An implementation of IBM's Digital Health Pass, the Excelsior Pass is voluntary for both businesses setting policies and customers seeking entry. But it's easy to see how people might feel pressure to adopt the standard in order to stay in the good graces of regulators and licensing authorities. Major New York venues such as Madison Square Garden and Barclays Center have already implemented the Excelsior Pass as a means of satisfying state testing and vaccination requirements for attendees, and other venues are likely to follow.
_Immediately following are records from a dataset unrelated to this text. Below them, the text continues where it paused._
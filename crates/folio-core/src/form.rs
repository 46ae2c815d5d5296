//! Contact form state and validation.
//!
//! Submission is simulated: a valid form enters a fixed-delay pending
//! state and always resolves successfully.

use std::time::Instant;

use crate::constants::SUBMIT_DELAY;

/// A contact form field.
#[derive(Debug, Clone, Copy, PartialEq, Eq)]
pub enum Field {
    Name,
    Email,
    Subject,
    Message,
}

impl Field {
    /// All fields in tab order.
    pub const ALL: [Field; 4] = [Field::Name, Field::Email, Field::Subject, Field::Message];

    /// Human-readable label.
    #[must_use]
    pub fn label(self) -> &'static str {
        match self {
            Field::Name => "Name",
            Field::Email => "Email",
            Field::Subject => "Subject",
            Field::Message => "Message",
        }
    }

    /// The next field in tab order, wrapping.
    #[must_use]
    pub fn next(self) -> Field {
        match self {
            Field::Name => Field::Email,
            Field::Email => Field::Subject,
            Field::Subject => Field::Message,
            Field::Message => Field::Name,
        }
    }

    /// The previous field in tab order, wrapping.
    #[must_use]
    pub fn prev(self) -> Field {
        match self {
            Field::Name => Field::Message,
            Field::Email => Field::Name,
            Field::Subject => Field::Email,
            Field::Message => Field::Subject,
        }
    }

    fn index(self) -> usize {
        match self {
            Field::Name => 0,
            Field::Email => 1,
            Field::Subject => 2,
            Field::Message => 3,
        }
    }
}

/// Submission state of the form.
#[derive(Debug, Clone, Copy, PartialEq, Eq)]
pub enum FormState {
    /// Editable.
    Idle,
    /// Submission in flight; resolves at the embedded instant.
    Submitting { complete_at: Instant },
}

/// Structural email check: one `@` with non-empty local and domain
/// parts, a dot in the domain, and no whitespace.
#[must_use]
pub fn is_valid_email(email: &str) -> bool {
    if email.chars().any(char::is_whitespace) {
        return false;
    }
    let Some((local, domain)) = email.split_once('@') else {
        return false;
    };
    if local.is_empty() || domain.contains('@') {
        return false;
    }
    match domain.split_once('.') {
        Some((host, tld)) => !host.is_empty() && !tld.is_empty(),
        None => false,
    }
}

/// The contact form: four text fields, a focus cursor, and a
/// submission state.
#[derive(Debug, Clone)]
pub struct ContactForm {
    name: String,
    email: String,
    subject: String,
    message: String,
    focus: Field,
    state: FormState,
    required_marks: [bool; 4],
}

impl Default for ContactForm {
    fn default() -> Self {
        Self {
            name: String::new(),
            email: String::new(),
            subject: String::new(),
            message: String::new(),
            focus: Field::Name,
            state: FormState::Idle,
            required_marks: [false; 4],
        }
    }
}

impl ContactForm {
    /// Create an empty form focused on the first field.
    #[must_use]
    pub fn new() -> Self {
        Self::default()
    }

    /// Value of a field.
    #[must_use]
    pub fn value(&self, field: Field) -> &str {
        match field {
            Field::Name => &self.name,
            Field::Email => &self.email,
            Field::Subject => &self.subject,
            Field::Message => &self.message,
        }
    }

    /// The focused field.
    #[must_use]
    pub fn focus(&self) -> Field {
        self.focus
    }

    /// Current submission state.
    #[must_use]
    pub fn state(&self) -> FormState {
        self.state
    }

    /// Whether a submission is in flight.
    #[must_use]
    pub fn is_submitting(&self) -> bool {
        matches!(self.state, FormState::Submitting { .. })
    }

    /// Move focus to the next field in tab order.
    pub fn focus_next(&mut self) {
        self.focus = self.focus.next();
    }

    /// Move focus to the previous field in tab order.
    pub fn focus_prev(&mut self) {
        self.focus = self.focus.prev();
    }

    /// Append a character to the focused field. Ignored mid-submission.
    pub fn input(&mut self, ch: char) {
        if self.is_submitting() {
            return;
        }
        self.required_marks[self.focus.index()] = false;
        self.field_mut(self.focus).push(ch);
    }

    /// Remove the last character of the focused field.
    pub fn backspace(&mut self) {
        if self.is_submitting() {
            return;
        }
        self.required_marks[self.focus.index()] = false;
        self.field_mut(self.focus).pop();
    }

    fn field_mut(&mut self, field: Field) -> &mut String {
        match field {
            Field::Name => &mut self.name,
            Field::Email => &mut self.email,
            Field::Subject => &mut self.subject,
            Field::Message => &mut self.message,
        }
    }

    /// Annotation for a field. A malformed email is flagged live; an
    /// empty required field is flagged after a failed submit attempt,
    /// and editing the field clears its mark.
    #[must_use]
    pub fn field_error(&self, field: Field) -> Option<&'static str> {
        if self.required_marks[field.index()] && self.value(field).trim().is_empty() {
            return Some("required");
        }
        if field == Field::Email {
            let value = self.email.trim();
            if !value.is_empty() && !is_valid_email(value) {
                return Some("invalid email");
            }
        }
        None
    }

    /// Validation errors for the current values, in field order.
    #[must_use]
    pub fn validation_errors(&self) -> Vec<String> {
        let mut errors = Vec::new();
        for field in Field::ALL {
            if self.value(field).trim().is_empty() {
                errors.push(format!("{} is required", field.label()));
            }
        }
        if !self.email.trim().is_empty() && !is_valid_email(self.email.trim()) {
            errors.push("Please enter a valid email address".to_string());
        }
        errors
    }

    /// Begin a submission attempt.
    ///
    /// Returns the validation errors on failure; on success the form
    /// enters the submitting state and resolves via [`Self::tick`].
    pub fn submit(&mut self, now: Instant) -> Result<(), Vec<String>> {
        if self.is_submitting() {
            return Ok(());
        }
        let errors = self.validation_errors();
        if !errors.is_empty() {
            for field in Field::ALL {
                self.required_marks[field.index()] = self.value(field).trim().is_empty();
            }
            return Err(errors);
        }
        self.required_marks = [false; 4];
        self.state = FormState::Submitting {
            complete_at: now + SUBMIT_DELAY,
        };
        Ok(())
    }

    /// Resolve a pending submission once its delay has elapsed.
    ///
    /// On resolution the fields are cleared and true is returned; the
    /// simulated backend always succeeds.
    pub fn tick(&mut self, now: Instant) -> bool {
        if let FormState::Submitting { complete_at } = self.state {
            if now >= complete_at {
                self.state = FormState::Idle;
                self.name.clear();
                self.email.clear();
                self.subject.clear();
                self.message.clear();
                self.focus = Field::Name;
                return true;
            }
        }
        false
    }
}

#[cfg(test)]
mod tests {
    use super::*;
    use std::time::Duration;

    fn filled() -> ContactForm {
        let mut form = ContactForm::new();
        for ch in "Ann".chars() {
            form.input(ch);
        }
        form.focus_next();
        for ch in "ann@example.com".chars() {
            form.input(ch);
        }
        form.focus_next();
        for ch in "Hi".chars() {
            form.input(ch);
        }
        form.focus_next();
        for ch in "Hello there".chars() {
            form.input(ch);
        }
        form
    }

    #[test]
    fn email_validation() {
        assert!(is_valid_email("a@b.co"));
        assert!(is_valid_email("first.last@sub.domain.org"));
        assert!(!is_valid_email("a@b"));
        assert!(!is_valid_email("@b.co"));
        assert!(!is_valid_email("a b@c.co"));
        assert!(!is_valid_email("a@@b.co"));
        assert!(!is_valid_email(""));
        assert!(!is_valid_email("a@.co"));
        assert!(!is_valid_email("a@b."));
    }

    #[test]
    fn field_error_tracks_the_live_email_value() {
        let mut form = ContactForm::new();
        assert_eq!(form.field_error(Field::Email), None);

        form.focus_next(); // Email
        for ch in "bad".chars() {
            form.input(ch);
        }
        assert_eq!(form.field_error(Field::Email), Some("invalid email"));

        for ch in "@ok.dev".chars() {
            form.input(ch);
        }
        assert_eq!(form.field_error(Field::Email), None);
    }

    #[test]
    fn empty_fields_annotated_after_failed_submit() {
        let mut form = ContactForm::new();
        assert_eq!(form.field_error(Field::Name), None);

        form.submit(Instant::now()).unwrap_err();
        assert_eq!(form.field_error(Field::Name), Some("required"));
        assert_eq!(form.field_error(Field::Message), Some("required"));

        // Editing a field clears its mark; the others keep theirs.
        form.input('A');
        assert_eq!(form.field_error(Field::Name), None);
        assert_eq!(form.field_error(Field::Message), Some("required"));

        // Backspacing back to empty does not resurrect the mark.
        form.backspace();
        assert_eq!(form.field_error(Field::Name), None);
    }

    #[test]
    fn empty_form_reports_all_fields_required() {
        let form = ContactForm::new();
        let errors = form.validation_errors();
        assert_eq!(errors.len(), 4);
        assert!(errors[0].contains("Name"));
    }

    #[test]
    fn whitespace_only_field_is_still_required() {
        let mut form = filled();
        // filled() leaves focus on Message; replace it with spaces.
        while !form.value(Field::Message).is_empty() {
            form.backspace();
        }
        form.input(' ');
        assert!(form
            .validation_errors()
            .iter()
            .any(|e| e.contains("Message")));
    }

    #[test]
    fn invalid_email_then_fix_then_submit() {
        let t0 = Instant::now();
        let mut form = filled();

        // Break the email.
        while form.focus() != Field::Email {
            form.focus_next();
        }
        while !form.value(Field::Email).is_empty() {
            form.backspace();
        }
        for ch in "not-an-email".chars() {
            form.input(ch);
        }
        let errors = form.submit(t0).unwrap_err();
        assert!(errors.iter().any(|e| e.contains("valid email")));
        assert!(!form.is_submitting());

        // Fix it; the second attempt goes through.
        while !form.value(Field::Email).is_empty() {
            form.backspace();
        }
        for ch in "ok@site.dev".chars() {
            form.input(ch);
        }
        assert!(form.submit(t0).is_ok());
        assert!(form.is_submitting());
    }

    #[test]
    fn submission_resolves_after_delay_and_clears_fields() {
        let t0 = Instant::now();
        let mut form = filled();
        form.submit(t0).unwrap();

        assert!(!form.tick(t0 + SUBMIT_DELAY - Duration::from_millis(1)));
        assert!(form.is_submitting());

        assert!(form.tick(t0 + SUBMIT_DELAY));
        assert!(!form.is_submitting());
        for field in Field::ALL {
            assert_eq!(form.value(field), "");
        }
        assert_eq!(form.focus(), Field::Name);
    }

    #[test]
    fn input_ignored_while_submitting() {
        let t0 = Instant::now();
        let mut form = filled();
        form.submit(t0).unwrap();
        form.input('x');
        form.backspace();
        assert_eq!(form.value(Field::Message), "Hello there");
    }

    #[test]
    fn double_submit_does_not_restart_the_delay() {
        let t0 = Instant::now();
        let mut form = filled();
        form.submit(t0).unwrap();
        form.submit(t0 + Duration::from_secs(1)).unwrap();
        assert!(form.tick(t0 + SUBMIT_DELAY));
    }

    #[test]
    fn focus_wraps_both_directions() {
        let mut form = ContactForm::new();
        form.focus_prev();
        assert_eq!(form.focus(), Field::Message);
        form.focus_next();
        assert_eq!(form.focus(), Field::Name);
    }
}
Of course, to demonstrate that you're tested, vaccinated, or otherwise immune, these various passes need access to relevant health data. All of the systems promise tight security for users, but they still need potentially sensitive information.
"When you receive a COVID-19 vaccination or test in the State of New York, the Department of Health receives a copy of your records from your vaccine administrator, provider or lab," New York State says. "Using the information you provide, Excelsior Pass searches the Department of Health's records for your COVID-19 vaccination or negative COVID-19 test results and then provides you a Pass showing your name, date of birth, Pass type and Pass expiration. No other information is accessed or stored."
IATA goes further, assuring that "Travel Pass does not store any data centrally. It simply links entities that need verification (airlines and governments) with the test or vaccination data when travelers permit."
Still, these systems need some degree of access to sensitive health information in order to function, and that creates an unavoidable vulnerability.
"If you have your health records attached to something you have to carry that has to be verified, you have created an opening into the most private data you have," Member of Parliament David Davis last week cautioned fellow British lawmakers considering vaccine passport requirements. "It is straight away a problem and it will grow because, inevitably, once we have the mechanism, it is common sense that people will try to use it for other uses and it will grow and grow."
That's the next concern. Having already expanded beyond air travel to encompass access to sports and concert arenas, it's easy to see COVID-19 being only the first entry in credentials designed to be scalable. They can all be easily tweaked to record conformity with any imaginable public health requirement. Underground entrepreneurs certainly anticipate a large role for such documents—they've established a brisk business selling bogus vaccine certificates to buyers unable or unwilling to secure the real thing.
A year-plus into the COVID-19 pandemic, health passports are far too late to mitigate the damage done by lockdowns, surveillance, and travel restrictions. Even so, they're almost guaranteed to be a part of the world to come.